Genetic Mapping of the txr1 Locus
Linkage of the TXR1 locus to the bottom of chromosome 3, between cleaved amplified polymorphic sequence marker TSA1 and simple sequence length polymorphism (SSLP) marker nga6, was established by bulked segregant analysis according to Lukowitz et al. (2000). A total of 1152 thaxtomin-tolerant mutant plants were isolated from the txr1 × Landsberg erecta F2 mapping population, and for each plant, a DNA sample was prepared from inflorescence tissue using a quick alkaline-lysis protocol (Lukowitz et al., 2000). SSLP markers used for fine mapping (fus6.2, nga707, ciw20 through ciw24, ciw27, and ciw28) were identified from the genetic maps provided by the Arabidopsis Information Resource (http://www.arabidopsis.org) or designed using the CEREON Genomics database of Col-0/Landsberg polymorphisms. Detailed information for the new markers is available through the Arabidopsis Information Resource. PCR conditions for SSLP markers were 50 mM KCl, 10 mM Tris-HCl, pH 9.0, at 25°C, 0.1% Triton X-100, 200 μM each of dATP, dGTP, dTTP, and dCTP, 10 pmol of each primer, 1.5 to 2.5 mM MgCl2, 1 unit of Taq polymerase (Promega, Madison, WI), and 10 to 50 ng of genomic DNA, to a final volume of 22 μL. The PCR program was as follows: 1 min at 94°C; 40 cycles of 20 s at 94°C, 20 s at 50 to 55°C, and 30 s at 72°C; and 2 min at 72°C. Four percent agarose gels (3:1 HR agarose; Amresco, Solon, OH) were used to resolve SSLP markers for mapping.

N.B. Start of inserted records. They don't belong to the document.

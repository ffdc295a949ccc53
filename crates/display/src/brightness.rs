//! Backlight brightness

use serde::{Deserialize, Serialize};
use telemetry::UI_FREQ;
use tracing::debug;

use crate::filter::FirstOrderFilter;
use crate::DisplayInputs;

/// Backlight level while offroad (percent)
pub const BACKLIGHT_OFFROAD: f32 = 75.0;

const BACKLIGHT_TS: f32 = 10.0;
const BACKLIGHT_DT: f32 = 0.05;

/// Brightness-related user settings
#[derive(Debug, Clone, Copy, Default, PartialEq, Eq, Serialize, Deserialize)]
pub struct BrightnessSettings {
    /// Idle screen-off: minutes if > 0, 0 = 30 s, -1 = 15 s, -2 = never
    pub auto_screen_off: i32,
    /// Fixed brightness percentage, 0 = automatic
    pub manual: u8,
    /// Percentage of the automatic level kept once the idle countdown expires
    pub brightness_off: u8,
}

/// Perceived brightness (percent, 10..=100) for a light estimate in [0, 1].
///
/// Uses CIE 1931 lightness so the backlight follows how bright the
/// surroundings look rather than the raw exposure.
pub fn perceived_brightness(light_sensor: f32) -> f32 {
    let l = 100.0 * light_sensor;
    let y = if l <= 8.0 {
        l / 903.3
    } else {
        ((l + 16.0) / 116.0).powi(3)
    };
    (100.0 * y).clamp(10.0, 100.0)
}

/// Idle countdown length in frames, `None` when idle dimming is disabled
pub fn idle_timeout_frames(auto_screen_off: i32) -> Option<u32> {
    let seconds = match auto_screen_off {
        m if m > 0 => m as u64 * 60,
        0 => 30,
        -1 => 15,
        _ => return None,
    };
    Some((seconds * UI_FREQ) as u32)
}

/// Computes the backlight level once per cycle
#[derive(Debug, Clone)]
pub struct BrightnessController {
    filter: FirstOrderFilter,
    /// Frames left before idle dimming, `None` until armed
    idle_countdown: Option<u32>,
    last_level: Option<u8>,
}

impl Default for BrightnessController {
    fn default() -> Self {
        Self::new()
    }
}

impl BrightnessController {
    pub fn new() -> Self {
        Self {
            filter: FirstOrderFilter::new(BACKLIGHT_OFFROAD, BACKLIGHT_TS, BACKLIGHT_DT),
            idle_countdown: None,
            last_level: None,
        }
    }

    pub fn idle_countdown(&self) -> Option<u32> {
        self.idle_countdown
    }

    pub fn last_level(&self) -> Option<u8> {
        self.last_level
    }

    /// Compute this cycle's level. Returns it only when it differs from the
    /// previously returned level.
    pub fn update(
        &mut self,
        inputs: &DisplayInputs,
        awake: bool,
        settings: &BrightnessSettings,
    ) -> Option<u8> {
        let idle_timeout = idle_timeout_frames(settings.auto_screen_off);

        let target = if inputs.started {
            if let Some(timeout) = idle_timeout {
                self.tick_idle(inputs, timeout);
            }
            perceived_brightness(inputs.light_sensor)
        } else {
            BACKLIGHT_OFFROAD
        };

        let filtered = self.filter.update(target);
        let idle_expired = idle_timeout.is_some() && self.idle_countdown == Some(0);

        let level = if !awake {
            0.0
        } else if inputs.started && idle_expired {
            settings.brightness_off as f32 * 0.01 * filtered
        } else if settings.manual != 0 {
            settings.manual as f32 * 0.99
        } else {
            filtered
        };
        let level = level.clamp(0.0, 100.0) as u8;

        if self.last_level == Some(level) {
            return None;
        }
        debug!("Backlight level {} -> {}", self.last_level.unwrap_or(0), level);
        self.last_level = Some(level);
        Some(level)
    }

    fn tick_idle(&mut self, inputs: &DisplayInputs, timeout: u32) {
        self.idle_countdown = if inputs.touched || inputs.alert_visible {
            Some(timeout)
        } else {
            match self.idle_countdown {
                Some(k) if k > 0 => Some(k - 1),
                Some(0) => Some(0),
                _ => Some(timeout),
            }
        };
    }
}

Cosmid Isolation and Complementation
Using colony hybridization, according to Roche's DIG application manual (http://www.roche-applied-science.com), with six sequence-specific, digoxigenin-11-dUTP–labeled 253- to 402-bp DNA probes (the positions are marked with asterisks in Figure 5B), 162 clones covering the 83.4-kb TXR1-containing mapping interval were isolated from a genomic Col-0 cosmid library constructed in the binary vector pBIC20 (Meyer et al., 1994). A minimal set of seven clones, covering the entire interval, was identified by multiplex PCR using the same primer pairs that amplified the hybridization probes. Mutant txr1 plants were transformed by Agrobacterium tumefaciens (GV3101) carrying the various cosmid clones according to Clough and Bent (1998), and T1 transformants were selected on half-strength Murashige and Skoog (1962) agar plates containing kanamycin (50 μg/mL). To score for thaxtomin resistance, surface-sterilized T2 progeny of the transgenic T1 plants were germinated on vertical agar plates (see above) supplemented with 100 nM thaxtomin. Thaxtomin resistance was scored after 6 days of incubation.
DNA Sequencing
Genomic DNA was prepared using a cetyl-trimethylammonium bromide-detergent extraction method (Lukowitz et al., 2000) from Col-0 wild-type, txr1 mutant, and heterozygous (from a wild type × txr1 cross) F1 plants. A 1.8-kb fragment containing the entire TXR1 (At3g59280) coding sequence was amplified independently by PCR three times from each genotype using the primers 5′-GCCCATAAATAATACGTGTTGAG-3′ and 5′-GAATCTGAATCAAAAACAGGAAGGATAG-3′ and a mixture of Taq and proofreading Pfu polymerases (Promega). Cycle sequencing of both strands of the PCR products was performed with a set of eight additional primers and Big-Dye dideoxy terminator reaction mix (Applied Biosystems, Foster City, CA), and products were resolved on an ABI310 sequencer. Likewise, a 1.9-kb genomic fragment containing At3g59270 was amplified by PCR with primers 5′-CAAATTACAAGGGCTACAGTTACCAAA-3′ and 5′-CGTTAACATTGTTGAGCTAACCGA-3′ and sequenced with a set of 10 primers.
Sequence Alignments
A number of TXR1 sequence homologs from monocotyledonous and dicotyledonous plants (Arabidopsis thaliana, Lycopersicon esculentum, Zea mays, Triticum aestivum, and Glycine max) and other eukaryotes (Homo sapiens, Mus musculus, Drosophila melanogaster, Caenorhabditis elegans, and Schizosaccharomyces pombe) were identified from GenBank's EST and genomic databases using different BLAST (Basic Local Alignment Search Tool) algorithms (http://www.ncbi.nlm.nih.gov/BLAST/). Multiple sequences alignments were created with the PileUp program of Accelrys Seqweb version 2 (Accelrys, San Diego, CA), processed with Boxshade 3.21 (http://www.ch.embnet.org), and arranged manually into their final layouts.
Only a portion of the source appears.